Different Types of Features

The features in an ABT can be of two types: raw features or derived features. Raw features are features that come directly from raw data sources. For example, customer age, customer gender, loan amount, or insurance claim type are all descriptive features that we would most likely be able to transfer directly from a raw data source to an ABT.

Derived descriptive features do not exist in any raw data source, so they must be constructed from data in one or more raw data sources. For example, average customer purchases per month, loan-to-value ratios, or changes in usage frequencies for different periods are all descriptive features that could be useful in an ABT but that most likely need to be be derived from multiple raw data sources. The variety of derived features that we might wish to use is limitless. For example, consider the number of features we can derive from the monthly payment a customer makes on an electricity bill. From this single raw data point, we can easily derive features that store the average payment over six months; the maximum payment over six months; the minimum payment over six months; the average payment over three months; the maximum payment over three months; the minimum payment over three months; a flag to indicate that a missed payment has occurred over the last six months; a mapping of the last payment made to a low, medium, or high level; the ratio between the current and previous bill payments, and many more. Figure 2.4 Sample descriptive feature data illustrating numeric, binary, ordinal, interval, categorical, and textual types. Despite this limitless variety, however, there are a number of common derived feature types:

Aggregates: These are aggregate measures defined over a group or period and are

usually defined as the count, sum, average, minimum, or maximum of the values within a group. For example, the total number of insurance claims that a member of an insurance company has made over his or her lifetime might be a useful derived feature.

Similarly, the average amount of money spent by a customer at an online retailer over periods of one, three, and six months might make an interesting set of derived features.

Flags: Flags are binary features that indicate presence or absence of some

characteristic within a dataset. For example, a flag indicating whether or not a bank account has ever been overdrawn might be a useful descriptive feature.

Ratios: Ratios are continuous features that capture the relationship between two or

more raw data values. Including a ratio between two values can often be much more powerful in a predictive model than including the two values themselves. For example, in a banking scenario, we might include a ratio between a loan applicant’s salary and the amount for which they are requesting a loan rather than including these two values themselves. In a mobile phone scenario, we might include three ratio features to indicate the mix between voice, data, and SMS services that a customer uses.

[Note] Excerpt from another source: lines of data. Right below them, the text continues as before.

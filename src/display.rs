use std::io::{self, Write};

use crate::model::ParseBatch;

const HEADER: [&str; 5] = ["Rank", "Name", "Price", "24h Change", "Market Cap"];

/// Print the table to stdout. Errors (a closed pipe, say) go back to the caller.
pub fn print_batch(batch: &ParseBatch) -> io::Result<()> {
    let stdout = io::stdout();
    let mut out = stdout.lock();
    render_batch(&mut out, batch)?;
    out.flush()
}

/// Fixed-width table, one line per record.
pub fn render_batch<W: Write>(w: &mut W, batch: &ParseBatch) -> io::Result<()> {
    if batch.is_empty() {
        writeln!(w, "No coins to show.")?;
        return Ok(());
    }

    writeln!(
        w,
        "{:>4} | {:<20} | {:>14} | {:>10} | {:<24}",
        HEADER[0], HEADER[1], HEADER[2], HEADER[3], HEADER[4]
    )?;
    writeln!(w, "{}", "-".repeat(84))?;

    for r in &batch.records {
        writeln!(
            w,
            "{:>4} | {:<20} | {:>14} | {:>10} | {:<24}",
            r.rank,
            truncate(&r.name, 20),
            truncate(&r.price, 14),
            truncate(&r.change_24h, 10),
            truncate(&r.market_cap, 24),
        )?;
    }

    writeln!(w, "\n{} coins | captured {} UTC", batch.len(), batch.timestamp())?;
    if !batch.diagnostics.is_empty() {
        writeln!(w, "{} rows skipped:", batch.diagnostics.len())?;
        for d in &batch.diagnostics {
            writeln!(w, "  row {}: {}", d.rank, d.message)?;
        }
    }
    Ok(())
}

fn truncate(s: &str, max: usize) -> String {
    if s.chars().count() <= max {
        s.to_string()
    } else {
        let truncated: String = s.chars().take(max.saturating_sub(3)).collect();
        format!("{}...", truncated)
    }
}
pub mod assemble;
pub mod batch;
pub mod classify;
pub mod normalize;

pub use assemble::assemble;
pub use batch::{collect_batch, collect_batch_at};
pub use classify::{classify, Classification};
pub use normalize::{normalize, normalize_row};
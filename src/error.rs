use thiserror::Error;

/// Why a single row was dropped from a batch.
#[derive(Error, Debug, Clone, PartialEq, Eq)]
pub enum RowError {
    #[error("cell {cell} contains a NUL byte")]
    NulByte { cell: usize },
}

/// Failure acquiring rows at all. Nothing is parsed when this happens.
#[derive(Error, Debug)]
pub enum SourceError {
    #[error("http error: {0}")]
    Http(#[from] reqwest::Error),
    #[error("unexpected status {status} from {url}")]
    HttpStatus {
        status: reqwest::StatusCode,
        url: String,
    },
    #[error("failed to read {path}: {source}")]
    Io {
        path: String,
        #[source]
        source: std::io::Error,
    },
    #[error("invalid capture file: {0}")]
    Json(#[from] serde_json::Error),
    #[error("no table rows found at {0}")]
    NoRows(String),
}

#[derive(Error, Debug)]
pub enum StoreError {
    #[error("failed to open {path}: {source}")]
    Open {
        path: String,
        #[source]
        source: std::io::Error,
    },
    #[error("csv write failed: {0}")]
    Csv(#[from] csv::Error),
    #[error("flush failed: {0}")]
    Io(#[from] std::io::Error),
}
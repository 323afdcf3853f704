use chrono::{DateTime, Utc};
use serde::Serialize;

/// Raw cell texts of one table row, in page order.
pub type RawRow = Vec<String>;

/// Semantic role a token can play in a row.
#[derive(Debug, Clone, Copy, PartialEq, Eq)]
pub enum Field {
    Name,
    Price,
    Change24h,
    MarketCap,
}

impl Field {
    pub const ALL: [Field; 4] = [Field::Name, Field::Price, Field::Change24h, Field::MarketCap];

    pub fn label(self) -> &'static str {
        match self {
            Field::Name => "name",
            Field::Price => "price",
            Field::Change24h => "change24h",
            Field::MarketCap => "market_cap",
        }
    }
}

/// Classifier output. An empty string means "not determined".
#[derive(Debug, Clone, Default, PartialEq, Eq)]
pub struct ClassifiedFields {
    pub name: String,
    pub price: String,
    pub change_24h: String,
    pub market_cap: String,
}

impl ClassifiedFields {
    pub fn get(&self, field: Field) -> &str {
        match field {
            Field::Name => &self.name,
            Field::Price => &self.price,
            Field::Change24h => &self.change_24h,
            Field::MarketCap => &self.market_cap,
        }
    }

    pub fn set(&mut self, field: Field, value: &str) {
        let slot = match field {
            Field::Name => &mut self.name,
            Field::Price => &mut self.price,
            Field::Change24h => &mut self.change_24h,
            Field::MarketCap => &mut self.market_cap,
        };
        *slot = value.to_string();
    }

    /// Fields still empty, in declaration order.
    pub fn missing(&self) -> Vec<Field> {
        Field::ALL
            .into_iter()
            .filter(|f| self.get(*f).is_empty())
            .collect()
    }
}

#[derive(Debug, Clone, PartialEq, Serialize)]
pub struct PriceRecord {
    /// 1-based position of the source row on the page.
    pub rank: usize,
    pub name: String,
    pub price: String,
    pub change_24h: String,
    pub market_cap: String,
    pub captured_at: DateTime<Utc>,
}

/// A row that was dropped, tagged with the rank it would have had.
#[derive(Debug, Clone, PartialEq, Eq)]
pub struct RowDiagnostic {
    pub rank: usize,
    pub message: String,
}

/// Records from one collection run. Records are in rank order and all share
/// `captured_at`.
#[derive(Debug, Clone)]
pub struct ParseBatch {
    pub captured_at: DateTime<Utc>,
    pub records: Vec<PriceRecord>,
    pub diagnostics: Vec<RowDiagnostic>,
}

impl ParseBatch {
    pub fn empty(captured_at: DateTime<Utc>) -> Self {
        ParseBatch {
            captured_at,
            records: Vec::new(),
            diagnostics: Vec::new(),
        }
    }

    pub fn is_empty(&self) -> bool {
        self.records.is_empty()
    }

    pub fn len(&self) -> usize {
        self.records.len()
    }

    /// Capture time in the `YYYY-MM-DD HH:MM:SS` form written to CSV.
    pub fn timestamp(&self) -> String {
        self.captured_at.format("%Y-%m-%d %H:%M:%S").to_string()
    }
}
pub mod html;

use std::path::{Path, PathBuf};
use std::time::Duration;

use tracing::{debug, info};

use crate::error::SourceError;
use crate::model::RawRow;

/// Where raw rows come from.
#[derive(Debug, Clone)]
pub enum Source {
    /// Live page fetched over HTTP; rows are read out of its table markup.
    Page {
        url: String,
        timeout: Duration,
        user_agent: String,
    },
    /// JSON dump of rows captured by a browser driver: `[["1", "Bitcoin\nBTC", ...], ...]`.
    Capture { path: PathBuf },
}

impl Source {
    pub fn describe(&self) -> String {
        match self {
            Source::Page { url, .. } => url.clone(),
            Source::Capture { path } => path.display().to_string(),
        }
    }

    /// Fetch every row the source has. Truncation to the top N happens later.
    pub async fn fetch_rows(&self) -> Result<Vec<RawRow>, SourceError> {
        let rows = match self {
            Source::Page {
                url,
                timeout,
                user_agent,
            } => fetch_page_rows(url, *timeout, user_agent).await?,
            Source::Capture { path } => read_capture(path)?,
        };
        if rows.is_empty() {
            return Err(SourceError::NoRows(self.describe()));
        }
        info!("Fetched {} raw rows from {}", rows.len(), self.describe());
        Ok(rows)
    }
}

async fn fetch_page_rows(url: &str, timeout: Duration, user_agent: &str) -> Result<Vec<RawRow>, SourceError> {
    let client = reqwest::Client::builder()
        .timeout(timeout)
        .user_agent(user_agent)
        .build()?;

    debug!("GET {}", url);
    let response = client.get(url).send().await?;
    let status = response.status();
    if !status.is_success() {
        return Err(SourceError::HttpStatus {
            status,
            url: url.to_string(),
        });
    }
    let body = response.text().await?;
    debug!(bytes = body.len(), "page downloaded");

    Ok(html::extract_rows(&body))
}

pub fn read_capture(path: &Path) -> Result<Vec<RawRow>, SourceError> {
    let text = std::fs::read_to_string(path).map_err(|source| SourceError::Io {
        path: path.display().to_string(),
        source,
    })?;
    parse_capture(&text)
}

pub fn parse_capture(text: &str) -> Result<Vec<RawRow>, SourceError> {
    Ok(serde_json::from_str(text)?)
}
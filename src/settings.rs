use std::path::{Path, PathBuf};
use std::time::Duration;

use config::{Config, ConfigError, Environment, File};
use serde::Deserialize;

pub const DEFAULT_URL: &str = "https://coinmarketcap.com/";
pub const ENV_PREFIX: &str = "CRYPTO_TRACKER";
const DEFAULT_FILE: &str = "crypto_tracker";

/// Run settings. Layered: defaults, then `crypto_tracker.{toml,json,yaml}`
/// (or an explicit file), then `CRYPTO_TRACKER_*` environment variables.
/// Command-line flags are applied on top by the binary.
#[derive(Debug, Clone, Deserialize)]
pub struct Settings {
    pub url: String,
    /// How many rows from the top of the table to parse.
    pub top: usize,
    pub output: PathBuf,
    pub min_price: Option<f64>,
    /// Page load budget, in seconds.
    pub wait_secs: u64,
    pub user_agent: String,
}

impl Settings {
    pub fn load(file: Option<&Path>) -> Result<Self, ConfigError> {
        let file_source = match file {
            Some(path) => File::from(path).required(true),
            None => File::with_name(DEFAULT_FILE).required(false),
        };

        Config::builder()
            .set_default("url", DEFAULT_URL)?
            .set_default("top", 10)?
            .set_default("output", "crypto_prices.csv")?
            .set_default("wait_secs", 15)?
            .set_default(
                "user_agent",
                concat!("crypto_tracker/", env!("CARGO_PKG_VERSION")),
            )?
            .add_source(file_source)
            .add_source(Environment::with_prefix(ENV_PREFIX).try_parsing(true))
            .build()?
            .try_deserialize()
    }

    pub fn wait(&self) -> Duration {
        Duration::from_secs(self.wait_secs)
    }
}
use crate::model::{ClassifiedFields, Field};

/// Rows shorter than this skip the positional pass entirely.
const MIN_POSITIONAL_TOKENS: usize = 4;
/// Fallback price candidates must be shorter than this (chars).
const MAX_PRICE_CHARS: usize = 20;
/// Fallback market-cap candidates must be longer than this (chars).
const MIN_CAP_CHARS: usize = 5;

/// One positional rule: try `positions` in order, first token accepted wins.
struct Rule {
    field: Field,
    positions: [usize; 3],
    accepts: fn(&str) -> bool,
}

static POSITIONAL_RULES: [Rule; 4] = [
    Rule { field: Field::Name, positions: [1, 2, 0], accepts: is_name },
    Rule { field: Field::Price, positions: [2, 3, 4], accepts: is_price },
    Rule { field: Field::Change24h, positions: [3, 4, 5], accepts: is_change },
    Rule { field: Field::MarketCap, positions: [6, 7, 5], accepts: is_market_cap },
];

fn is_name(t: &str) -> bool {
    !t.is_empty() && t.chars().any(char::is_alphabetic)
}

fn is_price(t: &str) -> bool {
    t.contains('$')
}

fn is_change(t: &str) -> bool {
    t.contains('%')
}

fn is_market_cap(t: &str) -> bool {
    t.contains(['$', 'M', 'B'])
}

/// Classifier result. Both variants carry usable fields; `Partial` also says
/// which roles could not be resolved.
#[derive(Debug, Clone, PartialEq, Eq)]
pub enum Classification {
    Complete(ClassifiedFields),
    Partial {
        fields: ClassifiedFields,
        diagnostic: String,
    },
}

impl Classification {
    pub fn fields(&self) -> &ClassifiedFields {
        match self {
            Classification::Complete(fields) => fields,
            Classification::Partial { fields, .. } => fields,
        }
    }

    pub fn into_fields(self) -> ClassifiedFields {
        match self {
            Classification::Complete(fields) => fields,
            Classification::Partial { fields, .. } => fields,
        }
    }

    pub fn diagnostic(&self) -> Option<&str> {
        match self {
            Classification::Complete(_) => None,
            Classification::Partial { diagnostic, .. } => Some(diagnostic),
        }
    }

    pub fn is_complete(&self) -> bool {
        matches!(self, Classification::Complete(_))
    }
}

/// Assign name / price / 24h change / market cap from a row of normalized
/// tokens.
///
/// Two tiers: positions first (only for rows of 4+ tokens), then a content
/// scan that replaces any field the positional pass left weak. The name falls
/// back to the first token. Never fails; worst case every field is empty.
pub fn classify(tokens: &[String]) -> Classification {
    let mut fields = ClassifiedFields::default();

    if tokens.len() >= MIN_POSITIONAL_TOKENS {
        positional_pass(tokens, &mut fields);
    }
    fallback_pass(tokens, &mut fields);

    if fields.name.is_empty() {
        if let Some(first) = tokens.first() {
            fields.name = first.clone();
        }
    }

    let missing = fields.missing();
    if missing.is_empty() {
        Classification::Complete(fields)
    } else {
        let labels: Vec<&str> = missing.iter().map(|f| f.label()).collect();
        Classification::Partial {
            fields,
            diagnostic: format!("unresolved: {}", labels.join(", ")),
        }
    }
}

fn positional_pass(tokens: &[String], fields: &mut ClassifiedFields) {
    for rule in &POSITIONAL_RULES {
        let hit = rule
            .positions
            .iter()
            .filter_map(|&idx| tokens.get(idx))
            .find(|t| (rule.accepts)(t.as_str()));
        if let Some(token) = hit {
            fields.set(rule.field, token);
        }
    }
}

fn fallback_pass(tokens: &[String], fields: &mut ClassifiedFields) {
    if !is_price(&fields.price) {
        if let Some(t) = tokens
            .iter()
            .find(|t| t.contains('$') && t.chars().count() < MAX_PRICE_CHARS)
        {
            fields.price = t.clone();
        }
    }

    // Exactly one '%' rules out ranges like "1.2% - 3.4%".
    if !is_change(&fields.change_24h) {
        if let Some(t) = tokens.iter().find(|t| t.matches('%').count() == 1) {
            fields.change_24h = t.clone();
        }
    }

    // Rightmost large dollar figure; price was taken scanning from the left.
    if !is_market_cap(&fields.market_cap) {
        if let Some(t) = tokens
            .iter()
            .rev()
            .find(|t| t.contains('$') && t.chars().count() > MIN_CAP_CHARS)
        {
            fields.market_cap = t.clone();
        }
    }
}
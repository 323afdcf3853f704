pub mod display;
pub mod error;
pub mod filter;
pub mod model;
pub mod parser;
pub mod settings;
pub mod source;
pub mod store;
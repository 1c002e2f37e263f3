//! Remote store seam
//!
//! The session directory, attendance ledger, and student history store are
//! external collaborators. Reads hand back raw JSON documents; the envelope
//! and normalizer modules turn those into domain types.

use crate::codec;
use crate::credentials::Credential;
use crate::error::TransportError;
use crate::types::{AttendanceMark, SessionId, StudentId};
use serde::{Deserialize, Serialize};
use serde_json::Value;

/// Payload of one create/update write
#[derive(Debug, Clone, PartialEq, Eq, Serialize, Deserialize)]
#[serde(rename_all = "camelCase")]
pub struct MarkWrite {
    /// Target student
    pub student_id: StudentId,
    /// Wire status
    pub status: String,
    /// Note; `None` when blank so existing notes are not overwritten
    #[serde(default, skip_serializing_if = "Option::is_none")]
    pub note: Option<String>,
}

impl MarkWrite {
    /// Build the write payload for a mark
    #[must_use]
    pub fn from_mark(mark: &AttendanceMark) -> Self {
        Self {
            student_id: mark.student_id.clone(),
            status: codec::to_wire(mark.status).to_string(),
            note: mark.trimmed_note().map(str::to_string),
        }
    }
}

/// Remote attendance store
#[async_trait::async_trait]
pub trait AttendanceBackend: Send + Sync {
    /// Raw session descriptor (nested or flat envelope)
    async fn session_detail(
        &self,
        credential: &Credential,
        session_id: &SessionId,
    ) -> Result<Value, TransportError>;

    /// Raw roster document for a session
    async fn session_roster(
        &self,
        credential: &Credential,
        session_id: &SessionId,
    ) -> Result<Value, TransportError>;

    /// Most recent `page_size` history entries for a student
    async fn student_history(
        &self,
        credential: &Credential,
        student_id: &StudentId,
        page_size: usize,
    ) -> Result<Value, TransportError>;

    /// Create a mark in a session that has no records yet
    async fn create_mark(
        &self,
        credential: &Credential,
        session_id: &SessionId,
        write: &MarkWrite,
    ) -> Result<(), TransportError>;

    /// Update the mark of a student in a session that already has records
    async fn update_mark(
        &self,
        credential: &Credential,
        session_id: &SessionId,
        write: &MarkWrite,
    ) -> Result<(), TransportError>;
}

#[cfg(test)]
mod tests {
    use super::*;
    use crate::types::AttendanceStatus;
    use serde_json::json;

    #[test]
    fn blank_note_is_omitted_from_payload() {
        let mark = AttendanceMark::new(StudentId::new("s1"))
            .with_status(AttendanceStatus::Late)
            .with_note("  ");
        let write = MarkWrite::from_mark(&mark);

        assert_eq!(write.note, None);
        assert_eq!(
            serde_json::to_value(&write).unwrap(),
            json!({"studentId": "s1", "status": "LATE"})
        );
    }

    #[test]
    fn note_is_trimmed() {
        let mark = AttendanceMark::new(StudentId::new("s2"))
            .with_status(AttendanceStatus::Absent)
            .with_note(" sick \n");
        let write = MarkWrite::from_mark(&mark);
        assert_eq!(write.note.as_deref(), Some("sick"));
        assert_eq!(write.status, "ABSENT");
    }
}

Mappings: Mappings are used to convert continuous features into categorical features

and are often used to reduce the number of unique values that a model will have to deal with. For example, rather than using a continuous feature measuring salary, we might instead map the salary values to low, medium, and high levels to create a categorical feature.

Other: There are no restrictions to the ways in which we can combine data to make

derived features. One especially creative example of feature design was when a large retailer wanted to use the level of activity at a competitor’s stores as a descriptive feature in one of their analytics solutions. Obviously, the competitor would not give them this information, and so the analytics team at the retailer sought to find some proxy feature that would give them much the same information. Being a large retailer, they had considerable resources at their disposable, one of which was the ability to regularly take high-resolution satellite photos. Using satellite photos of their competitor’s premises, they were able to count the number of cars in their competitor’s parking lots and use this as a proxy measure of activity within their competitor’s stores!

Although in some applications the target feature is a raw value copied directly from an existing data source, in many others it must be derived. Implementing the target feature for an ABT can demand significant effort. For example, consider a problem in which we are trying to predict whether a customer will default on a loan obligation. Should we count one missed payment as a default or, to avoid predicting that good customers will default, should we consider a customer to have defaulted only after they miss three consecutive payments? Or three payments in a six-month period? Or two payments in a five-month period? Just like descriptive features, target features are based on a domain concept, and we must determine what actual implementation is useful, feasible, and correct according to the specifics of the domain in question. In defining target features, it is especially important to seek input from domain experts.